## Your assignment
Using the data that follows, return exactly the lines from the one that contains "queue. Allocates nothing." through the one that contains "and its sub-block.", ends included.

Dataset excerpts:
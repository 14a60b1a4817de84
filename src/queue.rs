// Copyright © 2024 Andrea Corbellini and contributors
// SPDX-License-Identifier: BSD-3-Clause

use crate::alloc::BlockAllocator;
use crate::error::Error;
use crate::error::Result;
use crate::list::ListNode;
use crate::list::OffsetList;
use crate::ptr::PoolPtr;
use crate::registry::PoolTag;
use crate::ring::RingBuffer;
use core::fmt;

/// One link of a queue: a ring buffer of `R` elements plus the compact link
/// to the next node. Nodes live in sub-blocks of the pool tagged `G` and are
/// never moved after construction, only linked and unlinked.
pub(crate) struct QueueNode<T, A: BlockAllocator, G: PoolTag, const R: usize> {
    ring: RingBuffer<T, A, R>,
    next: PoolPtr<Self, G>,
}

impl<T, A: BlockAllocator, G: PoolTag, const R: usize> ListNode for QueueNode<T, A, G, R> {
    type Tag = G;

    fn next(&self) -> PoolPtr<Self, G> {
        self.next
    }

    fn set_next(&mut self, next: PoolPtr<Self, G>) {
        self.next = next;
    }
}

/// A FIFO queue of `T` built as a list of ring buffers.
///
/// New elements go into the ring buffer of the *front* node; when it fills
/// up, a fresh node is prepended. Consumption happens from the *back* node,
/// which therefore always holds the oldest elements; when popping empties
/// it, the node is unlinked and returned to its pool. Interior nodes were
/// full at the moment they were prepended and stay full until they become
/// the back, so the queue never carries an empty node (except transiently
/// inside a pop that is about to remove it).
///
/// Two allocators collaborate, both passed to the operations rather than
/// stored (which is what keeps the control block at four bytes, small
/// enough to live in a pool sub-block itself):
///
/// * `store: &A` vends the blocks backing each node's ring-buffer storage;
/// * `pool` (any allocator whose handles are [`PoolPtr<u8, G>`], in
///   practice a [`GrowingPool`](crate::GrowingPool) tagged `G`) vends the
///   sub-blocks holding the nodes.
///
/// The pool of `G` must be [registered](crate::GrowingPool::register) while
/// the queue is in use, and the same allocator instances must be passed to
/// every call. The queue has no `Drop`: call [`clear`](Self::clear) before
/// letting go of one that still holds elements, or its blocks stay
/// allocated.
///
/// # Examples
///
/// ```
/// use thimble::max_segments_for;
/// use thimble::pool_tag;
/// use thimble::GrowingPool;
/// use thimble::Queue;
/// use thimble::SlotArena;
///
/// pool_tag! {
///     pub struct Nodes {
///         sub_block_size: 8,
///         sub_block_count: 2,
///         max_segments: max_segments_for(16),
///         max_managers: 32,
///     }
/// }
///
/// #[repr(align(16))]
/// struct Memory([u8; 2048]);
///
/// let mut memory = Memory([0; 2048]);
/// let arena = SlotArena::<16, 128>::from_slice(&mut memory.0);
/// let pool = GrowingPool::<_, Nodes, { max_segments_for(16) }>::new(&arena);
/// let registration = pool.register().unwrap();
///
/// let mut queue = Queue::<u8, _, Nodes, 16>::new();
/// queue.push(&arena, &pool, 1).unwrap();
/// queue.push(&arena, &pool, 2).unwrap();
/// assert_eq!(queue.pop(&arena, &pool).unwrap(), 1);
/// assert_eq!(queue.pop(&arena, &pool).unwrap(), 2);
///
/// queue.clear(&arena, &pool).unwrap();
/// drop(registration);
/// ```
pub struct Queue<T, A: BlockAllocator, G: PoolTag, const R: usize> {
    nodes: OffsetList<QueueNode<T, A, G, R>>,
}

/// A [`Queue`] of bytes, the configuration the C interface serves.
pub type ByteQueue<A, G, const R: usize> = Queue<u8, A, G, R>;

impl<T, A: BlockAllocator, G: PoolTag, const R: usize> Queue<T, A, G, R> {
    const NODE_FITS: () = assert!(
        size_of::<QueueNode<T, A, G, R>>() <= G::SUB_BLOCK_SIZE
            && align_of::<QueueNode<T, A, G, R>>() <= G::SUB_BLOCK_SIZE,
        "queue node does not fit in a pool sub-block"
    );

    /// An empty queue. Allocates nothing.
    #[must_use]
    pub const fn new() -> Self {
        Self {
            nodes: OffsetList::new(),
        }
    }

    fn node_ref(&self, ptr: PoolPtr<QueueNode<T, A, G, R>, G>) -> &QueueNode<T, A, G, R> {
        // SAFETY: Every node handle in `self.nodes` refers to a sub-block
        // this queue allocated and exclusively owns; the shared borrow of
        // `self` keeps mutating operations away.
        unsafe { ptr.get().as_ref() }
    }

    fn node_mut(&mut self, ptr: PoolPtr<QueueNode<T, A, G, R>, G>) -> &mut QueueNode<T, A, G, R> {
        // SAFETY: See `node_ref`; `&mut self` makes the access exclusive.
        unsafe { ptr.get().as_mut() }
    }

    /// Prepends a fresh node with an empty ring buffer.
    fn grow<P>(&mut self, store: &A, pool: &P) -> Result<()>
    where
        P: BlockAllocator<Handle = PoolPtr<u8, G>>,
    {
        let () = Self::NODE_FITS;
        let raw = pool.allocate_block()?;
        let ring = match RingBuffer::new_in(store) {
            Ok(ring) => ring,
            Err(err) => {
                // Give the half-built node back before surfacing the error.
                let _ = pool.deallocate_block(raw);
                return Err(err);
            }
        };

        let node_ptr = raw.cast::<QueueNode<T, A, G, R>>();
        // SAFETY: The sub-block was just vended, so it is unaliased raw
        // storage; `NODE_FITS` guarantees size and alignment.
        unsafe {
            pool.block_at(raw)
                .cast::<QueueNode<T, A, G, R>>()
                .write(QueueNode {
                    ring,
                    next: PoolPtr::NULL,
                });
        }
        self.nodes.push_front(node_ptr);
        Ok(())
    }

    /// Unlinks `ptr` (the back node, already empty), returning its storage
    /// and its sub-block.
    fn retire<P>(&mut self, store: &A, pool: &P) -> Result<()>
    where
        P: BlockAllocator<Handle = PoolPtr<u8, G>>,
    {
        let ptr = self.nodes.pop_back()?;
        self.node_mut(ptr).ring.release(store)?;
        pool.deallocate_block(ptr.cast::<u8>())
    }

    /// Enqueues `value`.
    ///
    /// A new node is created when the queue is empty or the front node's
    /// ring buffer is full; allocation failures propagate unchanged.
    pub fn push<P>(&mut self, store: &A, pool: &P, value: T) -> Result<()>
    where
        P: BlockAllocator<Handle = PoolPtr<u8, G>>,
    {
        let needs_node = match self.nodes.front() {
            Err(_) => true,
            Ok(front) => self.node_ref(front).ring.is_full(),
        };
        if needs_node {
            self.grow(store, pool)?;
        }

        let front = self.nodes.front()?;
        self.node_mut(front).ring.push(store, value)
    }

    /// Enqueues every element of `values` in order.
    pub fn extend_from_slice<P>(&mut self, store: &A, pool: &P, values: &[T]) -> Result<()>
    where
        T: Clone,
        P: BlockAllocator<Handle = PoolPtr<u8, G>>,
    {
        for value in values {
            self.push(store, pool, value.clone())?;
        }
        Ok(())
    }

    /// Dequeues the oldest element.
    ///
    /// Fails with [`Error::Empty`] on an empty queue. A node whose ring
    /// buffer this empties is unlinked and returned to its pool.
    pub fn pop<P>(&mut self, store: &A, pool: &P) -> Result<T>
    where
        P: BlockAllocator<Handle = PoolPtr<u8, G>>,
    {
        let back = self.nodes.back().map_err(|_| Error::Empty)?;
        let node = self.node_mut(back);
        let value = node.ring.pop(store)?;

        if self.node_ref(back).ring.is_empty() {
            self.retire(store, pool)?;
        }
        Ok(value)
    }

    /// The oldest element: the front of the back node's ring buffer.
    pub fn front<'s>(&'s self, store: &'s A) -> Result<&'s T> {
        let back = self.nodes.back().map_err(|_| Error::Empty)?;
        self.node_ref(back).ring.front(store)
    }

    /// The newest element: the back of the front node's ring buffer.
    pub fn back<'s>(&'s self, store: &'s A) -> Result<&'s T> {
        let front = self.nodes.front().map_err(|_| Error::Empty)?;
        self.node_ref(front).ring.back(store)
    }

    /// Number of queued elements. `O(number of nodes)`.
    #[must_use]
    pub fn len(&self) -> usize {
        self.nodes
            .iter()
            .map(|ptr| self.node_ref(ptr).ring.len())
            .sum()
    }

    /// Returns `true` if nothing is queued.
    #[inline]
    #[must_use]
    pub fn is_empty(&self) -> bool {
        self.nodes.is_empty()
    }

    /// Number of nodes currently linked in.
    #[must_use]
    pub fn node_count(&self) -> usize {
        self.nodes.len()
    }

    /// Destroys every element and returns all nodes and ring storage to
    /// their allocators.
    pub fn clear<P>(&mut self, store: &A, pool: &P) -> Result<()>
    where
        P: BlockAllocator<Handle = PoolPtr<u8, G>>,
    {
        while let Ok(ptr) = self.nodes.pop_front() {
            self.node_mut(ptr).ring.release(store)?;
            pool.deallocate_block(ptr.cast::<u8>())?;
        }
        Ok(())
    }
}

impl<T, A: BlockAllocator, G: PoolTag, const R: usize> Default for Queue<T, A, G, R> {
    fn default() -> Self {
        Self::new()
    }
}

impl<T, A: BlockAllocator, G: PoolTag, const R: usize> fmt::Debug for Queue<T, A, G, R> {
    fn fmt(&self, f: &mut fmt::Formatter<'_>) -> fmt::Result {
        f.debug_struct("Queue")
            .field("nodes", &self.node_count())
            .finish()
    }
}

## Written answer
    /// An empty queue. Allocates nothing.
    #[must_use]
    pub const fn new() -> Self {
        Self {
            nodes: OffsetList::new(),
        }
    }

    fn node_ref(&self, ptr: PoolPtr<QueueNode<T, A, G, R>, G>) -> &QueueNode<T, A, G, R> {
        // SAFETY: Every node handle in `self.nodes` refers to a sub-block
        // this queue allocated and exclusively owns; the shared borrow of
        // `self` keeps mutating operations away.
        unsafe { ptr.get().as_ref() }
    }

    fn node_mut(&mut self, ptr: PoolPtr<QueueNode<T, A, G, R>, G>) -> &mut QueueNode<T, A, G, R> {
        // SAFETY: See `node_ref`; `&mut self` makes the access exclusive.
        unsafe { ptr.get().as_mut() }
    }

    /// Prepends a fresh node with an empty ring buffer.
    fn grow<P>(&mut self, store: &A, pool: &P) -> Result<()>
    where
        P: BlockAllocator<Handle = PoolPtr<u8, G>>,
    {
        let () = Self::NODE_FITS;
        let raw = pool.allocate_block()?;
        let ring = match RingBuffer::new_in(store) {
            Ok(ring) => ring,
            Err(err) => {
                // Give the half-built node back before surfacing the error.
                let _ = pool.deallocate_block(raw);
                return Err(err);
            }
        };

        let node_ptr = raw.cast::<QueueNode<T, A, G, R>>();
        // SAFETY: The sub-block was just vended, so it is unaliased raw
        // storage; `NODE_FITS` guarantees size and alignment.
        unsafe {
            pool.block_at(raw)
                .cast::<QueueNode<T, A, G, R>>()
                .write(QueueNode {
                    ring,
                    next: PoolPtr::NULL,
                });
        }
        self.nodes.push_front(node_ptr);
        Ok(())
    }

    /// Unlinks `ptr` (the back node, already empty), returning its storage
    /// and its sub-block.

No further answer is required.